Roos: Die Verschmelzung von Biologie mit Technologie oder genetisches Editieren. Die CRISPR/Cas9-Genschere ermöglicht es sehr viel einfacher, präziser, sicherer und günstiger, an den Genen Veränderungen vorzunehmen. Die Hoffnungen, die damit verbunden sind, sind extrem: Die Heilung von Erbkrankheiten oder Krebs steht im Raum. Mithilfe von CRISPR/ Cas9 ist es bereits gelungen, aus gewöhnlichen Hautzellen pluripotente Stammzellen herzustellen. In Zukunft könnte es so möglich sein, jedes Organ im Bioreaktor aus der eigenen DNA herzustellen. Andere Upgrades werden nicht biologischer, sondern technischer Natur sein.

Werden wir zu Cyborgs, zu Mischwesen aus Mensch und Maschine?

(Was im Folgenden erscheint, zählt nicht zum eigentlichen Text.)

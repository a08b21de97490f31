//! Base trait for intents (user gestures and request events).

use std::borrow::Cow;

/// Action dispatched to a reducer.
///
/// Intents represent:
/// - User gestures (click-to-add, click-to-remove, reorder)
/// - Request lifecycle events (pending, fulfilled, rejected)
///
/// Every intent has a Redux-style type string such as
/// `constructor/addIngredient` or `user/loginUser/pending`. The store
/// journals it and scenario files use it to name recorded actions.
pub trait Intent: Send + 'static {
    fn action_type(&self) -> Cow<'static, str>;
}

Roos: Heute werden Ersatzteile bei Menschen mit Defiziten eingesetzt. Aber es wird der Punkt kommen, wo das technische Ersatzteil besser ist als das biologische Original. Im Grunde sind wir bereits so weit: Der unterschenkelamputierte südafrikanische Läufer Oscar Pistorius hat einen juristischen Kampf geführt, um nicht bei den Paralympics, sondern bei den regulären Olympischen Spielen zu starten. Man wollte ihm das zunächst nicht erlauben mit dem Argument, dass seine High-Tech-Prothesen einen unstatthaften Vorteil darstellen. Im Bereich des Kurzstreckenlaufs sind wir also schon so weit, dass das Ersatzteil besser sein könnte als das biologische Original.

Sind sich Mediziner und Verantwortliche im Gesundheitswesen im Klaren über die enormen Veränderungen, die da auf uns zukommen?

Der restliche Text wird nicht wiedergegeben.